Top 10 Best-Selling Cars: May 2013
The last time Ford sold 70,000 F-Series pickups in a single month was March 2007 when unemployment was just 4.4%. The best-selling truck eclipsed that mark again in May 2013, gaining 30.6% to hit 71,604 sales. That’s the best May since 2005, an era when the F-Series’ clipped along at 800,000 or more sales a year.
Such is the pickup rebound, fueled by a construction market that saw some of the highest housing starts in recent months since 2008. The Chevrolet Silverado, GMC Sierra and Chrysler’s Ram pickups all had 20%-plus gains for the month — and this comes with little increases in incentives versus May 2012. Ford’s recent plans to add jobs to its Kansas City, Mo., facility, where the F-150 is built, seems like a safe bet.
While Ford led Detroit’s sales gains, Nissan’s 24.7% sales increase led the largest Asian automakers. Sales for the Altima boomed 40.8%, and that’s with slightly lower incentives versus a year ago. The rival Honda Accord added 11.7% to stay ahead by fewer than 1,500 sales. Virtually every Honda sale in May “represents a purchase by an individual customer,” Honda sales chief John Mendel said in a statement — a reference to Honda’s fleet sales, which are by far the lowest among the seven largest automakers.
Other family cars had a mixed month. The Ford Fusion did well, but Toyota Camry sales were slightly down. GM’s emergency refresh of the Chevrolet Malibu, meanwhile, couldn’t come soon enough. Sales for the just-redesigned family sedan tumbled 36.1% in May, though some of that comes from lower incentives versus a steeply discounted 2012 Malibu a year ago.

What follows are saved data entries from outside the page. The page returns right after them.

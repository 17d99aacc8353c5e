use crate::helpers::{hourly_rows, spawn_app, MockMaps, MockStore};
use axum::http::StatusCode;
use time::OffsetDateTime;
use wxgrid::Attribute;

/// 12 degC overnight rising to 25 degC at 15:00 UTC, 0.5 mm every hour.
fn summer_day(attribute: Attribute, at: OffsetDateTime) -> Option<f64> {
    match attribute {
        Attribute::AirTemperature => Some(if at.hour() == 15 {
            25.0
        } else if at.hour() < 6 {
            12.0
        } else {
            18.0
        }),
        Attribute::Precipitation => Some(0.5),
        _ => None,
    }
}

#[tokio::test]
async fn daily_buckets_carry_sums_and_degree_days() {
    let mut store = MockStore::new();
    store
        .expect_series()
        .withf(|request| {
            request.attributes.contains(&Attribute::AirTemperature)
                && request.attributes.contains(&Attribute::Precipitation)
        })
        .times(1)
        .returning(|request| Ok(hourly_rows(request, summer_day)));

    let test_app = spawn_app(store, MockMaps::new()).await;
    let (status, body) = test_app
        .get_json(
            "/daily?lat=33.95&lon=-83.38&start=2020-07-01&end=2020-07-01&attributes=precipitation&options=utc,noradar&gddbase=10&gddmin=5&gddmax=20",
        )
        .await;

    assert_eq!(status, StatusCode::OK);
    let rows = body["rows"].as_array().unwrap();
    assert_eq!(rows.len(), 1);
    assert_eq!(rows[0]["date"], "2020-07-01");
    assert_eq!(rows[0]["precipitation"], 12.0);
    assert_eq!(rows[0]["gdd"], 6.0);
    assert!(rows[0].get("min_air_temperature").is_none());
}

#[tokio::test]
async fn state_attributes_get_min_max_avg_per_month() {
    let mut store = MockStore::new();
    store
        .expect_series()
        .times(1)
        .returning(|request| Ok(hourly_rows(request, summer_day)));

    let test_app = spawn_app(store, MockMaps::new()).await;
    let (status, body) = test_app
        .get_json(
            "/daily?lat=33.95&lon=-83.38&start=2020-06-30&end=2020-07-02&attributes=tmp&options=utc&group=month",
        )
        .await;

    assert_eq!(status, StatusCode::OK);
    let rows = body["rows"].as_array().unwrap();
    let months: Vec<i64> = rows.iter().map(|r| r["month"].as_i64().unwrap()).collect();
    assert_eq!(months, vec![6, 7]);
    assert_eq!(rows[1]["min_air_temperature"], 12.0);
    assert_eq!(rows[1]["max_air_temperature"], 25.0);
    assert!(rows[1].get("date").is_none());
}

#[tokio::test]
async fn stats_run_over_daily_buckets() {
    let mut store = MockStore::new();
    store
        .expect_series()
        .times(1)
        .returning(|request| Ok(hourly_rows(request, summer_day)));

    let test_app = spawn_app(store, MockMaps::new()).await;
    let (status, body) = test_app
        .get_json(
            "/daily?lat=33.95&lon=-83.38&start=2020-07-01&end=2020-07-03&attributes=precipitation&options=utc,noradar&group=year&stats=sum(precipitation),count(precipitation)",
        )
        .await;

    assert_eq!(status, StatusCode::OK);
    let rows = body["rows"].as_array().unwrap();
    assert_eq!(rows.len(), 1);
    assert_eq!(rows[0]["year"], 2020);
    assert_eq!(rows[0]["sum_precipitation"], 36.0);
    assert_eq!(rows[0]["count_precipitation"], 3.0);
}

#[tokio::test]
async fn unknown_stats_columns_are_rejected() {
    let test_app = spawn_app(MockStore::new(), MockMaps::new()).await;
    let (status, body) = test_app
        .get("/daily?lat=33.95&lon=-83.38&stats=sum(min_precipitation)")
        .await;
    assert_eq!(status, StatusCode::BAD_REQUEST);
    assert_eq!(body, b"ERROR");
}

With those top seven automakers reporting numbers, new-car sales added a healthy 8% in May to end the month above 15 million annualized sales. That resumes a pace seen from November to March but lost in April. It’s easy to see why: Consumer confidence reached a five-year high in May, and new-car prices roughly stayed put for the first time since we’ve tracked them (November 2011). The average new car sold for $32,426 in May, according to CNW Marketing Research. That’s up just 0.4% over May 2012, signaling a possible plateau to months of year-over-year price increases. Will it continue? Wait and see.
Here are May’s top 10 sellers.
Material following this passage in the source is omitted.